Segment Start: DATA FOR THIS EXERCISE

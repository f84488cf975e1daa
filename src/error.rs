use std::io;
use thiserror::Error;

/// Result type for bridge operations
pub type Result<T> = std::result::Result<T, BridgeError>;

/// Unified error type for all bridge operations
///
/// The C boundary flattens every variant into the operation's sentinel value;
/// Rust callers get the full error for logging and tests.
#[derive(Debug, Error)]
pub enum BridgeError {
    // Archive errors
    #[error("Archive not found: {0}")]
    ArchiveNotFound(String),

    #[error("Failed to open archive {path}: {source}")]
    ArchiveOpen {
        path: String,
        #[source]
        source: io::Error,
    },

    #[error("Invalid archive name: {0:?}")]
    InvalidArchiveName(String),

    // Navigation errors
    #[error("Node not found in {archive}: {segment}")]
    NodeNotFound { archive: String, segment: String },

    #[error("Invalid node reference: {0}")]
    InvalidNode(u32),

    // Handle and argument errors
    #[error("Invalid or stale node handle")]
    InvalidHandle,

    #[error("Invalid argument: {0}")]
    InvalidArgument(String),

    // Decode errors
    #[error("Decode failed: {0}")]
    Decode(String),

    // Lifecycle errors
    #[error("Bridge is not initialized")]
    NotInitialized,

    // I/O errors
    #[error("I/O error: {0}")]
    Io(#[from] io::Error),

    // Configuration errors
    #[error("Configuration error: {0}")]
    Config(String),

    #[error("JSON error: {0}")]
    Json(#[from] serde_json::Error),
}

impl BridgeError {
    /// True for errors that mean "the thing asked for does not exist"
    pub fn is_not_found(&self) -> bool {
        matches!(
            self,
            BridgeError::ArchiveNotFound(_)
                | BridgeError::ArchiveOpen { .. }
                | BridgeError::NodeNotFound { .. }
        )
    }
}

impl From<toml::de::Error> for BridgeError {
    fn from(err: toml::de::Error) -> Self {
        BridgeError::Config(err.to_string())
    }
}

impl From<toml::ser::Error> for BridgeError {
    fn from(err: toml::ser::Error) -> Self {
        BridgeError::Config(err.to_string())
    }
}
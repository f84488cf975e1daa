//! Archive registry
//!
//! Opens archive containers on first reference and keeps exactly one open
//! instance per archive name until [`ArchiveRegistry::clear`]. Failed opens
//! are not remembered, so the next reference retries.

use crate::archive::{Archive, ArchiveOpener};
use crate::error::{BridgeError, Result};
use parking_lot::Mutex;
use std::collections::HashMap;
use std::fmt;
use std::sync::Arc;
use tracing::{debug, warn};

/// Normalized archive name
///
/// Backslashes become forward slashes. Lookups are case-insensitive; the
/// spelling given (after separator normalization) is what gets opened.
#[derive(Debug, Clone, PartialEq, Eq, Hash)]
pub struct ArchiveName {
    name: String,
    key: String,
}

impl ArchiveName {
    pub fn new(name: &str) -> Result<Self> {
        let name = name.replace('\\', "/");
        if name.is_empty() {
            return Err(BridgeError::InvalidArchiveName(name));
        }
        let key = name.to_lowercase();
        Ok(Self { name, key })
    }

    pub fn as_str(&self) -> &str {
        &self.name
    }

    /// Cache key used for deduplication
    pub fn key(&self) -> &str {
        &self.key
    }
}

impl fmt::Display for ArchiveName {
    fn fmt(&self, f: &mut fmt::Formatter<'_>) -> fmt::Result {
        f.write_str(&self.name)
    }
}

/// Owner of every open archive
pub struct ArchiveRegistry {
    base_path: String,
    opener: Arc<dyn ArchiveOpener>,
    archives: Mutex<HashMap<String, Arc<dyn Archive>>>,
}

impl ArchiveRegistry {
    /// `base_path` is used verbatim as the prefix of every archive path
    pub fn new(base_path: impl Into<String>, opener: Arc<dyn ArchiveOpener>) -> Self {
        Self {
            base_path: base_path.into(),
            opener,
            archives: Mutex::new(HashMap::new()),
        }
    }

    pub fn base_path(&self) -> &str {
        &self.base_path
    }

    /// Return the open archive for `name`, opening it on first use
    ///
    /// The registry lock is held across the open, so concurrent callers
    /// missing on the same name never open it twice.
    pub fn ensure_open(&self, name: &ArchiveName) -> Result<Arc<dyn Archive>> {
        let mut archives = self.archives.lock();
        if let Some(archive) = archives.get(name.key()) {
            return Ok(archive.clone());
        }

        let path = format!("{}{}", self.base_path, name);
        let archive = self.opener.open(&path).map_err(|e| {
            debug!("Failed to open archive {}: {}", path, e);
            e
        })?;

        debug!("Opened archive {}", path);
        archives.insert(name.key().to_string(), archive.clone());
        Ok(archive)
    }

    /// Open every name best-effort; returns how many are open afterwards
    pub fn preload<S: AsRef<str>>(&self, names: &[S]) -> usize {
        let mut loaded = 0;
        for name in names {
            let result = ArchiveName::new(name.as_ref()).and_then(|name| self.ensure_open(&name));
            match result {
                Ok(_) => loaded += 1,
                Err(e) => warn!("Skipping preload of {}: {}", name.as_ref(), e),
            }
        }
        loaded
    }

    /// Already-open archive, without opening
    pub fn get(&self, name: &ArchiveName) -> Option<Arc<dyn Archive>> {
        self.archives.lock().get(name.key()).cloned()
    }

    pub fn contains(&self, name: &ArchiveName) -> bool {
        self.archives.lock().contains_key(name.key())
    }

    pub fn len(&self) -> usize {
        self.archives.lock().len()
    }

    pub fn is_empty(&self) -> bool {
        self.archives.lock().is_empty()
    }

    /// Drop every open archive
    ///
    /// Outstanding handles only hold weak references, so they stop resolving
    /// once the last strong reference goes away here.
    pub fn clear(&self) {
        let drained: Vec<_> = self.archives.lock().drain().collect();
        debug!("Released {} archives", drained.len());
    }
}
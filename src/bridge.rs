//! Path resolution and typed node access
//!
//! [`NxBridge`] ties the registry, the path splitter and the handle table
//! together. Every operation returns a `Result`; the C boundary in
//! [`crate::ffi`] is the only place errors become sentinel values.
//!
//! # Example
//!
//! ```
//! use nx_bridge::{BridgeConfig, MemoryArchive, MemoryNode, MemoryOpener, NodeType, NxBridge};
//! use std::sync::Arc;
//!
//! let opener = Arc::new(MemoryOpener::new());
//! opener.insert(
//!     "/data/Map.nx",
//!     MemoryArchive::new(MemoryNode::new("").with_child(
//!         MemoryNode::new("Obj").with_child(MemoryNode::vector("origin", 12, -5)),
//!     )),
//! );
//!
//! let bridge = NxBridge::initialize(BridgeConfig::new("/data"), opener);
//! let origin = bridge.resolve("Map.nx/Obj/origin")?;
//! assert_eq!(bridge.node_type(origin)?, NodeType::Vector);
//! assert_eq!(bridge.get_vector(origin)?.map(|v| (v.x, v.y)), Some((12, -5)));
//! # Ok::<(), nx_bridge::BridgeError>(())
//! ```

use crate::archive::{Archive, ArchiveOpener, Audio, Bitmap, NodeRef, NodeType, Vector2};
use crate::config::BridgeConfig;
use crate::error::{BridgeError, Result};
use crate::handle::{HandleTable, NodeHandle};
use crate::path::{self, ResolvedPath};
use crate::registry::{ArchiveName, ArchiveRegistry};
use parking_lot::Mutex;
use std::sync::{Arc, Weak};
use tracing::{debug, info};

/// Child name holding a node's origin vector
pub const ORIGIN_CHILD: &str = "origin";

/// Child name holding a cross-archive link
pub const OUTLINK_CHILD: &str = "_outlink";

/// What a handle points at
///
/// Holds the archive weakly: the registry owns archives, handles only
/// refer into them.
struct NodeEntry {
    archive: Weak<dyn Archive>,
    archive_name: String,
    node: NodeRef,
}

/// One bridge session: open archives plus outstanding handles
pub struct NxBridge {
    config: BridgeConfig,
    registry: ArchiveRegistry,
    handles: Mutex<HandleTable<NodeEntry>>,
}

impl NxBridge {
    /// Create a session without preloading anything
    pub fn new(config: BridgeConfig, opener: Arc<dyn ArchiveOpener>) -> Self {
        let registry = ArchiveRegistry::new(config.base_path.clone(), opener);
        Self {
            config,
            registry,
            handles: Mutex::new(HandleTable::new()),
        }
    }

    /// Create a session and warm the configured preload set
    ///
    /// Preload failures are logged and skipped.
    pub fn initialize(config: BridgeConfig, opener: Arc<dyn ArchiveOpener>) -> Self {
        let bridge = Self::new(config, opener);
        let loaded = bridge.registry.preload(&bridge.config.preload);
        info!(
            "Initialized NX bridge at {:?}: {}/{} archives preloaded",
            bridge.config.base_path,
            loaded,
            bridge.config.preload.len()
        );
        bridge
    }

    pub fn config(&self) -> &BridgeConfig {
        &self.config
    }

    pub fn registry(&self) -> &ArchiveRegistry {
        &self.registry
    }

    /// Number of archives currently open
    pub fn open_archive_count(&self) -> usize {
        self.registry.len()
    }

    /// Number of handles not yet released
    pub fn live_handle_count(&self) -> usize {
        self.handles.lock().len()
    }

    fn allocate(
        &self,
        archive: &Arc<dyn Archive>,
        archive_name: &str,
        node: NodeRef,
    ) -> NodeHandle {
        self.handles.lock().insert(NodeEntry {
            archive: Arc::downgrade(archive),
            archive_name: archive_name.to_string(),
            node,
        })
    }

    fn lookup(&self, handle: NodeHandle) -> Result<(Arc<dyn Archive>, String, NodeRef)> {
        let (archive, archive_name, node) = {
            let handles = self.handles.lock();
            let entry = handles.get(handle).ok_or(BridgeError::InvalidHandle)?;
            (entry.archive.clone(), entry.archive_name.clone(), entry.node)
        };
        let archive = archive.upgrade().ok_or(BridgeError::InvalidHandle)?;
        Ok((archive, archive_name, node))
    }

    fn walk<'a>(
        archive: &dyn Archive,
        archive_name: &str,
        start: NodeRef,
        segments: impl IntoIterator<Item = &'a str>,
    ) -> Result<NodeRef> {
        let mut current = start;
        for segment in segments {
            current = archive
                .child(current, segment)?
                .ok_or_else(|| BridgeError::NodeNotFound {
                    archive: archive_name.to_string(),
                    segment: segment.to_string(),
                })?;
        }
        Ok(current)
    }

    /// Resolve a combined path such as `"Map.nx/Obj/guide.img/common/post/0"`
    ///
    /// Opens the archive on first use. Every call returns a new handle, even
    /// for a path resolved before.
    pub fn resolve(&self, combined: &str) -> Result<NodeHandle> {
        let resolved = ResolvedPath::parse(combined);
        let name = ArchiveName::new(&resolved.archive)?;
        let archive = self.registry.ensure_open(&name)?;

        let node = Self::walk(
            archive.as_ref(),
            name.as_str(),
            archive.root(),
            resolved.segments.iter().map(String::as_str),
        )?;
        Ok(self.allocate(&archive, name.as_str(), node))
    }

    /// Resolve `/`-separated segments below an existing handle
    pub fn resolve_from(&self, handle: NodeHandle, subpath: &str) -> Result<NodeHandle> {
        let (archive, archive_name, start) = self.lookup(handle)?;
        let node = Self::walk(archive.as_ref(), &archive_name, start, path::segments(subpath))?;
        Ok(self.allocate(&archive, &archive_name, node))
    }

    /// Release one handle; false if it was already invalid
    pub fn release(&self, handle: NodeHandle) -> bool {
        self.handles.lock().remove(handle).is_some()
    }

    pub fn node_name(&self, handle: NodeHandle) -> Result<String> {
        let (archive, _, node) = self.lookup(handle)?;
        archive.name(node)
    }

    pub fn node_type(&self, handle: NodeHandle) -> Result<NodeType> {
        let (archive, _, node) = self.lookup(handle)?;
        archive.node_type(node)
    }

    pub fn child_count(&self, handle: NodeHandle) -> Result<usize> {
        let (archive, _, node) = self.lookup(handle)?;
        archive.child_count(node)
    }

    /// Integer payload, or the archive's coercion/default for other types
    pub fn get_int(&self, handle: NodeHandle) -> Result<i64> {
        let (archive, _, node) = self.lookup(handle)?;
        archive.integer(node)
    }

    /// Real payload, or the archive's coercion/default for other types
    pub fn get_real(&self, handle: NodeHandle) -> Result<f64> {
        let (archive, _, node) = self.lookup(handle)?;
        archive.real(node)
    }

    /// String payload, or the archive's coercion/default for other types
    pub fn get_string(&self, handle: NodeHandle) -> Result<String> {
        let (archive, _, node) = self.lookup(handle)?;
        archive.string(node)
    }

    /// Vector payload; `None` unless the node is declared Vector
    pub fn get_vector(&self, handle: NodeHandle) -> Result<Option<Vector2>> {
        let (archive, _, node) = self.lookup(handle)?;
        if archive.node_type(node)? != NodeType::Vector {
            return Ok(None);
        }
        archive.vector(node)
    }

    /// Fully decoded bitmap; `None` unless the node is declared Bitmap
    pub fn get_bitmap(&self, handle: NodeHandle) -> Result<Option<Bitmap>> {
        let (archive, _, node) = self.lookup(handle)?;
        if archive.node_type(node)? != NodeType::Bitmap {
            return Ok(None);
        }
        archive.bitmap(node)
    }

    /// Bitmap width and height; `None` unless the node is declared Bitmap
    pub fn get_bitmap_size(&self, handle: NodeHandle) -> Result<Option<(u16, u16)>> {
        let (archive, _, node) = self.lookup(handle)?;
        if archive.node_type(node)? != NodeType::Bitmap {
            return Ok(None);
        }
        archive.bitmap_size(node)
    }

    /// Audio payload; `None` unless the node is declared Audio
    pub fn get_audio(&self, handle: NodeHandle) -> Result<Option<Audio>> {
        let (archive, _, node) = self.lookup(handle)?;
        if archive.node_type(node)? != NodeType::Audio {
            return Ok(None);
        }
        archive.audio(node)
    }

    /// New handle for the child named `name`
    pub fn get_child(&self, handle: NodeHandle, name: &str) -> Result<NodeHandle> {
        let (archive, archive_name, node) = self.lookup(handle)?;
        let child = Self::walk(archive.as_ref(), &archive_name, node, [name])?;
        Ok(self.allocate(&archive, &archive_name, child))
    }

    /// New handle for the child at `index` in native enumeration order
    ///
    /// This walks the children from the start; it is not random access.
    pub fn get_child_by_index(&self, handle: NodeHandle, index: usize) -> Result<NodeHandle> {
        let (archive, archive_name, node) = self.lookup(handle)?;
        let child = archive
            .children(node)?
            .nth(index)
            .ok_or_else(|| BridgeError::NodeNotFound {
                archive: archive_name.clone(),
                segment: format!("#{}", index),
            })?;
        Ok(self.allocate(&archive, &archive_name, child))
    }

    /// Whether a child named `name` exists
    pub fn has_child(&self, handle: NodeHandle, name: &str) -> Result<bool> {
        let (archive, _, node) = self.lookup(handle)?;
        Ok(archive.child(node, name)?.is_some())
    }

    /// Value of the `origin` child, when it exists and is a vector
    ///
    /// Reads through the archive directly; no handle is allocated.
    pub fn get_origin(&self, handle: NodeHandle) -> Result<Option<Vector2>> {
        let (archive, _, node) = self.lookup(handle)?;
        match archive.child(node, ORIGIN_CHILD)? {
            Some(origin) if archive.node_type(origin)? == NodeType::Vector => {
                archive.vector(origin)
            }
            _ => Ok(None),
        }
    }

    /// Follow an `_outlink` child to the node it names
    ///
    /// Nodes without a usable link resolve to themselves (as a new handle).
    /// A link whose target cannot be resolved is an error.
    pub fn resolve_outlink(&self, handle: NodeHandle) -> Result<NodeHandle> {
        let (archive, archive_name, node) = self.lookup(handle)?;

        let target = match archive.child(node, OUTLINK_CHILD)? {
            Some(link) if archive.node_type(link)? == NodeType::String => archive.string(link)?,
            _ => String::new(),
        };

        if target.is_empty() || !target.contains('/') {
            return Ok(self.allocate(&archive, &archive_name, node));
        }

        debug!("Following outlink {} -> {}", archive_name, target);
        self.resolve(&target)
    }

    /// Invalidate every handle and drop every open archive
    ///
    /// Bitmap and audio buffers already handed out are unaffected. The
    /// session stays usable; archives reopen lazily on the next resolve.
    pub fn teardown(&self) {
        let released = self.handles.lock().clear();
        let archives = self.registry.len();
        self.registry.clear();
        info!(
            "NX bridge teardown: released {} handles and {} archives",
            released, archives
        );
    }
}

Segment End: DATA FOR THIS EXERCISE

**TASK ITEM:** Every line that holds the word "teardown" should be copied from the records.

**ANSWER BELOW:**
    pub fn teardown(&self) {
            "NX bridge teardown: released {} handles and {} archives",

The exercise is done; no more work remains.